New in 0.15.0. task: "document_extract" runs a document vision-language model on the vision pipeline and returns structured DocExtractResult blocks (text / heading / table / figure / formula / …) plus a concatenated plain_markdown. The default and recommended model is olmOCR-2 (allenai/olmOCR-2-7B-1025), a Qwen2.5-VL fine-tune that runs unchanged on the mistral.rs vision path.

Behavior:

  • One page image per request — matches olmOCR-2's single-image design and avoids the multi-image KV-cache issue. Pass one ImageInput per page.
  • The built-in olmOCR-2 prompt is image-only (no document-anchoring text); output is parsed by the shared doc_parse module (the same parsers local/onnx ships).
  • The first pass uses a low temperature for near-deterministic extraction.

Options (plus the common vision options — isq, dtype, force_cpu, the auto-device-mapper overrides):

Option Type Description
style string Output parser: olmocr (default here), mineru, or granite-docling

Accessor: runtime.document_extractor(alias)Arc<dyn DocumentExtractionModel>; method extract(pages, options)Vec<DocExtractResult>.

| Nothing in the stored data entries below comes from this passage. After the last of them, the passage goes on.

//! Fixture builders shared by the crate's tests.

use crate::{
    build::{Schema, SchemaContext},
    node::{ClassDecl, PropOptions, TypeRef},
    types::Primitive,
};
use serde_json::Value;

#[must_use]
pub fn string() -> PropOptions {
    PropOptions::typed(Primitive::String)
}

#[must_use]
pub fn number() -> PropOptions {
    PropOptions::typed(Primitive::Number)
}

#[must_use]
pub fn class(name: &str) -> PropOptions {
    PropOptions::typed(TypeRef::class(name))
}

#[must_use]
pub fn array_of(inner: impl Into<TypeRef>) -> PropOptions {
    PropOptions::typed(TypeRef::array_of(inner))
}

/// Context with every declaration registered.
pub fn context(decls: impl IntoIterator<Item = ClassDecl>) -> SchemaContext {
    let mut ctx = SchemaContext::new();
    for decl in decls {
        ctx.declare(decl).expect("declaration should be valid");
    }

    ctx
}

pub fn build(ctx: &mut SchemaContext, class: &str) -> Schema {
    ctx.build_schema(class)
        .expect("schema should build")
}

/// Rendered definition of one root path.
pub fn definition(schema: &Schema, path: &str) -> Value {
    schema
        .root
        .path(path)
        .map(crate::fragment::FieldDescriptor::to_definition)
        .unwrap_or(Value::Null)
}
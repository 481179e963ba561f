//! Schema builder: drives per-class synthesis and finalization.

use crate::{
    build::registry::{Registry, SynthesisState},
    config::{GlobalOptions, ModelOptions, SchemaOptions},
    error::{SchemaError, SchemaWarning},
    fragment::{DiscriminatorChild, DiscriminatorSet, Fragment},
    node::{ClassDescriptor, DiscriminatorEntry},
    types::HookStage,
};
use std::collections::{BTreeMap, BTreeSet};
use tracing::{debug, warn};

///
/// Builder
///
/// One synthesis call. Works on a staged registry; the caller commits it
/// only when the call succeeds.
///

pub(crate) struct Builder<'a> {
    pub(super) registry: &'a mut Registry,
    globals: &'a GlobalOptions,
    warnings: &'a mut Vec<SchemaWarning>,
    finalizing: Vec<String>,
}

impl<'a> Builder<'a> {
    pub(crate) const fn new(
        registry: &'a mut Registry,
        globals: &'a GlobalOptions,
        warnings: &'a mut Vec<SchemaWarning>,
    ) -> Self {
        Self {
            registry,
            globals,
            warnings,
            finalizing: Vec::new(),
        }
    }

    pub(super) fn warn(&mut self, warning: SchemaWarning) {
        warn!(field = warning.field(), "{warning}");
        self.warnings.push(warning);
    }

    /// Build the fragment for `class`, merging it into `base` when given.
    /// A final build also attaches discriminators and behaviors.
    pub(crate) fn synthesize(
        &mut self,
        class: &str,
        base: Option<&Fragment>,
        options: Option<&SchemaOptions>,
        is_final: bool,
    ) -> Result<Fragment, SchemaError> {
        let descriptor = self
            .registry
            .descriptor(class)
            .cloned()
            .ok_or_else(|| SchemaError::UnknownClass {
                class: class.to_string(),
            })?;
        let lineage = self.lineage(class)?;

        // options: global < ancestors < class < call
        let model = self.globals.layer(&self.model_options(&lineage));
        let schema_options = match options {
            Some(later) => model.schema_options.merge(later),
            None => model.schema_options,
        };
        let behavior = model.options;

        debug!(class, is_final, "synthesis start");
        self.registry.set_state(class, SynthesisState::Resolving);

        for field in self.registry.take_pending(class) {
            if let Some(config) = descriptor.field(&field) {
                self.process_prop(class, config, behavior)?;
            }
        }
        self.refresh_embedded(class)?;

        let mut fragment = match base {
            Some(base) => {
                let mut fragment = base.clone();
                fragment.name = class.to_string();
                fragment.options = fragment.options.merge(&schema_options);
                fragment
            }
            None => Fragment::new(class, schema_options),
        };

        if let Some(parent) = &descriptor.parent {
            let inherited = self.parent_fragment(parent)?;
            fragment.options = inherited.options.merge(&fragment.options);
            fragment.add_paths(inherited.paths);
            fragment.methods.extend(inherited.methods);
            fragment.statics.extend(inherited.statics);
        }

        if let Some(entry) = self.registry.entry(class) {
            fragment.add_paths(entry.paths.clone());
        }
        fragment.load_members(&descriptor.methods, &descriptor.statics);

        if let Some(entry) = self.registry.entry_mut(class) {
            entry.fragment = Some(fragment.clone());
        }
        self.registry.set_state(class, SynthesisState::Built);
        self.registry.record_constructor(class);

        let fragment = if is_final {
            self.finalize(class, &lineage, fragment)?
        } else {
            fragment
        };

        debug!(class, is_final, paths = fragment.paths.len(), "synthesis end");

        Ok(fragment)
    }

    // Embedded classes are referenced by name, so any of them that gained
    // fields since it was last built is rebuilt before this class is handed
    // out.
    fn refresh_embedded(&mut self, class: &str) -> Result<(), SchemaError> {
        let mut seen = BTreeSet::from([class.to_string()]);
        let mut queue = self.embedded_targets(class);

        while let Some(name) = queue.pop() {
            if !seen.insert(name.clone()) {
                continue;
            }
            if self.registry.state(&name) == SynthesisState::Pending {
                debug!(class, embedded = %name, "rebuilding pending embedded class");
                self.synthesize(&name, None, None, false)?;
            }
            queue.extend(self.embedded_targets(&name));
        }

        Ok(())
    }

    fn embedded_targets(&self, class: &str) -> Vec<String> {
        self.registry.entry(class).map_or_else(Vec::new, |entry| {
            entry
                .paths
                .values()
                .filter_map(|d| d.storage.embedded_class())
                .map(str::to_string)
                .collect()
        })
    }

    // Classes from the root ancestor down to `class`.
    fn lineage(&self, class: &str) -> Result<Vec<String>, SchemaError> {
        let mut seen = BTreeSet::from([class.to_string()]);
        let mut chain = vec![class.to_string()];
        let mut current = class.to_string();

        while let Some(parent) = self
            .registry
            .descriptor(&current)
            .and_then(|d| d.parent.clone())
        {
            if !seen.insert(parent.clone()) {
                return Err(SchemaError::InheritanceCycle {
                    class: class.to_string(),
                    parent,
                });
            }
            if !self.registry.contains(&parent) {
                return Err(SchemaError::UnknownClass { class: parent });
            }
            chain.push(parent.clone());
            current = parent;
        }

        chain.reverse();

        Ok(chain)
    }

    fn descriptors<'b>(&'b self, lineage: &'b [String]) -> impl Iterator<Item = &'b ClassDescriptor> {
        lineage.iter().filter_map(|c| self.registry.descriptor(c))
    }

    fn model_options(&self, lineage: &[String]) -> ModelOptions {
        self.descriptors(lineage)
            .fold(ModelOptions::default(), |acc, d| acc.merge(&d.model_options))
    }

    // A parent still resolving further up the stack contributes what it has
    // processed so far.
    fn parent_fragment(&mut self, parent: &str) -> Result<Fragment, SchemaError> {
        if self.registry.state(parent) == SynthesisState::Resolving {
            let Some(entry) = self.registry.entry(parent) else {
                return Err(SchemaError::UnknownClass {
                    class: parent.to_string(),
                });
            };
            let mut fragment = entry
                .fragment
                .clone()
                .unwrap_or_else(|| Fragment::new(parent, SchemaOptions::default()));
            fragment.add_paths(entry.paths.clone());

            return Ok(fragment);
        }

        self.synthesize(parent, None, None, false)
    }

    fn finalize(
        &mut self,
        class: &str,
        lineage: &[String],
        mut fragment: Fragment,
    ) -> Result<Fragment, SchemaError> {
        if fragment.is_finalized_for(class) {
            debug!(class, "base already finalized, skipping attach");
            self.registry.set_state(class, SynthesisState::Finalized);

            return Ok(fragment);
        }

        self.finalizing.push(class.to_string());
        let attached = self.attach(class, lineage, &mut fragment);
        self.finalizing.pop();
        attached?;

        self.registry.set_state(class, SynthesisState::Finalized);

        Ok(fragment)
    }

    fn attach(
        &mut self,
        class: &str,
        lineage: &[String],
        fragment: &mut Fragment,
    ) -> Result<(), SchemaError> {
        // discriminators, nearest declaration wins per path
        let mut tables: BTreeMap<String, Vec<DiscriminatorEntry>> = BTreeMap::new();
        for name in lineage {
            if let Some(entry) = self.registry.entry(name) {
                tables.extend(entry.discriminators.clone());
            }
        }
        for (field, entries) in &tables {
            self.apply_discriminators(class, fragment, field, entries)?;
        }

        let descriptors: Vec<ClassDescriptor> = self.descriptors(lineage).cloned().collect();

        // hooks
        for stage in [HookStage::Pre, HookStage::Post] {
            for hook in descriptors.iter().flat_map(|d| &d.hooks) {
                if hook.stage == stage {
                    fragment.hooks.push(hook.clone());
                }
            }
        }
        debug!(class, count = fragment.hooks.len(), "hooks applied");

        // virtuals
        for name in lineage {
            if let Some(entry) = self.registry.entry(name) {
                fragment.virtuals.extend(entry.virtuals.clone());
            }
        }
        debug!(class, count = fragment.virtuals.len(), "virtuals applied");

        // indexes
        for index in descriptors.iter().flat_map(|d| &d.indexes) {
            fragment.indexes.push(index.clone());
        }
        debug!(class, count = fragment.indexes.len(), "indexes applied");

        // query methods
        for method in descriptors.iter().flat_map(|d| &d.query_methods) {
            fragment
                .query
                .insert(method.name().to_string(), method.clone());
        }

        // plugins
        for plugin in descriptors.iter().flat_map(|d| &d.plugins) {
            debug!(class, plugin = plugin.name(), "applying plugin");
            plugin.func.call(fragment, &plugin.options);
            fragment.plugins.push(plugin.name().to_string());
        }

        fragment.mark_origin(class);

        Ok(())
    }

    fn apply_discriminators(
        &mut self,
        class: &str,
        fragment: &mut Fragment,
        field: &str,
        entries: &[DiscriminatorEntry],
    ) -> Result<(), SchemaError> {
        let path_error = |reason: &str| SchemaError::DiscriminatorPath {
            class: class.to_string(),
            field: field.to_string(),
            reason: reason.to_string(),
        };

        let Some(path) = fragment.path(field) else {
            return Err(path_error("path does not exist"));
        };
        let Some(base_class) = path.storage.embedded_class().map(str::to_string) else {
            return Err(path_error("path does not hold an embedded fragment"));
        };
        debug!(class, field, base = %base_class, count = entries.len(), "applying discriminators");

        let base = self
            .registry
            .fragment(&base_class)
            .cloned()
            .unwrap_or_else(|| Fragment::new(&base_class, SchemaOptions::default()));
        let key = base.options.discriminator_key().to_string();

        let mut set = DiscriminatorSet::new(&key);
        for entry in entries {
            let child = if entry.class == class {
                fragment.clone()
            } else if self.finalizing.contains(&entry.class) {
                self.synthesize(&entry.class, None, None, false)?
            } else {
                self.synthesize(&entry.class, None, None, true)?
            };

            set.children.insert(
                entry.class.clone(),
                DiscriminatorChild {
                    value: entry.stored_value().to_string(),
                    fragment: child.discriminated_from(&base, &key),
                },
            );
        }

        if let Some(path) = fragment.paths.get_mut(field) {
            path.discriminators = Some(set);
        }

        Ok(())
    }
}
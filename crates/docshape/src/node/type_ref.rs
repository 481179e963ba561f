use crate::{
    node::{Func, ThunkFn},
    types::{ContainerKind, Primitive},
};
use std::fmt::{self, Display};

///
/// TypeRef
///
/// Type as written on a declaration. Container markers may carry an element
/// type; a bare marker (`Array(None)`) means the element type was erased.
///

#[derive(Clone, Debug, Eq, PartialEq)]
pub enum TypeRef {
    Primitive(Primitive),
    Class(String),
    Array(Option<Box<Self>>),
    Map(Option<Box<Self>>),
}

impl TypeRef {
    pub fn class(name: impl Into<String>) -> Self {
        Self::Class(name.into())
    }

    #[must_use]
    pub fn array_of(inner: impl Into<Self>) -> Self {
        Self::Array(Some(Box::new(inner.into())))
    }

    #[must_use]
    pub fn map_of(inner: impl Into<Self>) -> Self {
        Self::Map(Some(Box::new(inner.into())))
    }

    #[must_use]
    pub const fn container_kind(&self) -> ContainerKind {
        match self {
            Self::Array(_) => ContainerKind::Array,
            Self::Map(_) => ContainerKind::Map,
            Self::Primitive(_) | Self::Class(_) => ContainerKind::Single,
        }
    }

    /// Strip typed array wrappers, returning the innermost type and how many
    /// levels were removed. A bare marker is returned as-is.
    #[must_use]
    pub fn unwrap_arrays(&self) -> (&Self, u8) {
        let mut current = self;
        let mut depth: u8 = 0;

        while let Self::Array(Some(inner)) = current {
            current = inner.as_ref();
            depth = depth.saturating_add(1);
        }

        (current, depth)
    }
}

impl Display for TypeRef {
    fn fmt(&self, f: &mut fmt::Formatter<'_>) -> fmt::Result {
        match self {
            Self::Primitive(p) => write!(f, "{p}"),
            Self::Class(name) => write!(f, "{name}"),
            Self::Array(Some(inner)) => write!(f, "[{inner}]"),
            Self::Array(None) => write!(f, "[?]"),
            Self::Map(Some(inner)) => write!(f, "Map<{inner}>"),
            Self::Map(None) => write!(f, "Map<?>"),
        }
    }
}

impl From<Primitive> for TypeRef {
    fn from(p: Primitive) -> Self {
        Self::Primitive(p)
    }
}

///
/// RefTarget
///
/// What a `ref` option points at. Deferred targets are evaluated during
/// synthesis, which lets declarations reference classes declared later.
///

#[derive(Clone, Debug, PartialEq)]
pub enum RefTarget {
    Type(TypeRef),
    Name(String),
    Deferred(Func<ThunkFn>),
}

impl RefTarget {
    pub fn name(name: impl Into<String>) -> Self {
        Self::Name(name.into())
    }

    pub fn class(name: impl Into<String>) -> Self {
        Self::Type(TypeRef::class(name))
    }

    pub fn deferred<T>(name: impl Into<String>, f: T) -> Self
    where
        T: Fn() -> Self + Send + Sync + 'static,
    {
        Self::Deferred(Func::thunk(name, f))
    }
}

impl From<TypeRef> for RefTarget {
    fn from(ty: TypeRef) -> Self {
        Self::Type(ty)
    }
}

///
/// TESTS
///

olmOCR-2 is generative and can hallucinate (e.g. silently altering a number). It emits no native confidence. Consumers that need a reliability guard should corroborate its output against a cheaper deterministic tier — see the tiered PDF extraction guide.

Example catalog entries

Text generation (basic)

{
  "alias": "generate/local",
  "task": "generate",
  "provider_id": "local/mistralrs",
  "model_id": "mistralai/Mistral-7B-Instruct-v0.2",
  "options": {
    "isq": "Q4K",
    "paged_attention": true,
    "max_num_seqs": 8
  }
}

Text generation with GGUF

{
  "alias": "generate/gguf",
  "task": "generate",
  "provider_id": "local/mistralrs",
  "model_id": "TheBloke/Mistral-7B-Instruct-v0.2-GGUF",
  "options": {
    "gguf_files": ["mistral-7b-instruct-v0.2.Q4_K_M.gguf"]
  }
}

Vision generation with UQFF

UQFF loads pre-quantized weights directly, bypassing the bf16 load step that ISQ uses. This is the practical path for fitting larger multimodal models on commodity hardware. Only the first shard needs to be named; remaining shards are auto-discovered.

{
  "alias": "vision/gemma-4-uqff",
  "task": "generate",
  "provider_id": "local/mistralrs",
  "model_id": "mistralrs-community/gemma-4-E2B-it-UQFF",
  "options": {
    "pipeline": "vision",
    "uqff_files": ["q4k-0.uqff"]
  }
}

Vision on a small GPU (auto-device-mapper overrides)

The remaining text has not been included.